Where the line containing "mg.messages_processed += 1;" appears in the records below, begin there and write out each line exactly until the last one, and nothing more.

Stored items

....

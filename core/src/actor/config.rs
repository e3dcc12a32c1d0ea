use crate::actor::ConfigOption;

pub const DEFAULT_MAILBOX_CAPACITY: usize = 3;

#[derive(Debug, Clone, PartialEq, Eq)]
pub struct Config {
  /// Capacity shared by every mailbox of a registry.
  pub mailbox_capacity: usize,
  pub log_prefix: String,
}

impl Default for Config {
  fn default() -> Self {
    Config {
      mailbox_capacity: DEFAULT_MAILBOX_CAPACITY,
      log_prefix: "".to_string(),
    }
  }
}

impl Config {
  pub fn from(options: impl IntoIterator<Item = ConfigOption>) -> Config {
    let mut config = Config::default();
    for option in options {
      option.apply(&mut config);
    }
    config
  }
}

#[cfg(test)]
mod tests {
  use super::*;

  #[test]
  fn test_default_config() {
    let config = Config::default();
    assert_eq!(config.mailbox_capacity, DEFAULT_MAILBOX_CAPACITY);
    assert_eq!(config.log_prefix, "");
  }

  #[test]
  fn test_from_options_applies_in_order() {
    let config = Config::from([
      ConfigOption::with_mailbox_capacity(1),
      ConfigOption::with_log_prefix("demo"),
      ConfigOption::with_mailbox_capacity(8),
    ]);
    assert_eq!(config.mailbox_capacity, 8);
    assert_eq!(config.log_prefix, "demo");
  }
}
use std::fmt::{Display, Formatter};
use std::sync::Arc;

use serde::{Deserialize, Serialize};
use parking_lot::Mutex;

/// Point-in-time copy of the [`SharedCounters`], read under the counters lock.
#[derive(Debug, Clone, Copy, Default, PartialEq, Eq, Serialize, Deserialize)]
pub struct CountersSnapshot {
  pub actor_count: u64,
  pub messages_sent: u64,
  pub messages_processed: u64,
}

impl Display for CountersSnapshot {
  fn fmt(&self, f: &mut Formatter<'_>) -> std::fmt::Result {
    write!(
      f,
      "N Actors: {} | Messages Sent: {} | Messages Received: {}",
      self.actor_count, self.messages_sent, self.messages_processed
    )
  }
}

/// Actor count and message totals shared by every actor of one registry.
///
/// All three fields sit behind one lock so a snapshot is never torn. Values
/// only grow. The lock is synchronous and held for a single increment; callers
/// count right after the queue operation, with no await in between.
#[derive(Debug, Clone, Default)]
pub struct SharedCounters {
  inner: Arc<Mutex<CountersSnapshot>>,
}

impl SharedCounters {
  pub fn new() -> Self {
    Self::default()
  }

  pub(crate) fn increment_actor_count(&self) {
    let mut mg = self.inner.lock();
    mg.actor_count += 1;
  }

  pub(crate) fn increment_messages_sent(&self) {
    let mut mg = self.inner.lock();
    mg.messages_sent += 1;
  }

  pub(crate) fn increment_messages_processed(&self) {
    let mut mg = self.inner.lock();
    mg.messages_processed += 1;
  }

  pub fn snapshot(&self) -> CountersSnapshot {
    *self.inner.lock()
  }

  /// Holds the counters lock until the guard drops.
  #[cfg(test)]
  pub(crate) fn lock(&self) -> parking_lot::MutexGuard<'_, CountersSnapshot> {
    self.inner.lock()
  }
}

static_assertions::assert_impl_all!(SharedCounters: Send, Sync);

....

### ANSWER BOX:
    mg.messages_processed += 1;
  }

  pub fn snapshot(&self) -> CountersSnapshot {
    *self.inner.lock()
  }

  /// Holds the counters lock until the guard drops.
  #[cfg(test)]
  pub(crate) fn lock(&self) -> parking_lot::MutexGuard<'_, CountersSnapshot> {
    self.inner.lock()
  }
}

static_assertions::assert_impl_all!(SharedCounters: Send, Sync);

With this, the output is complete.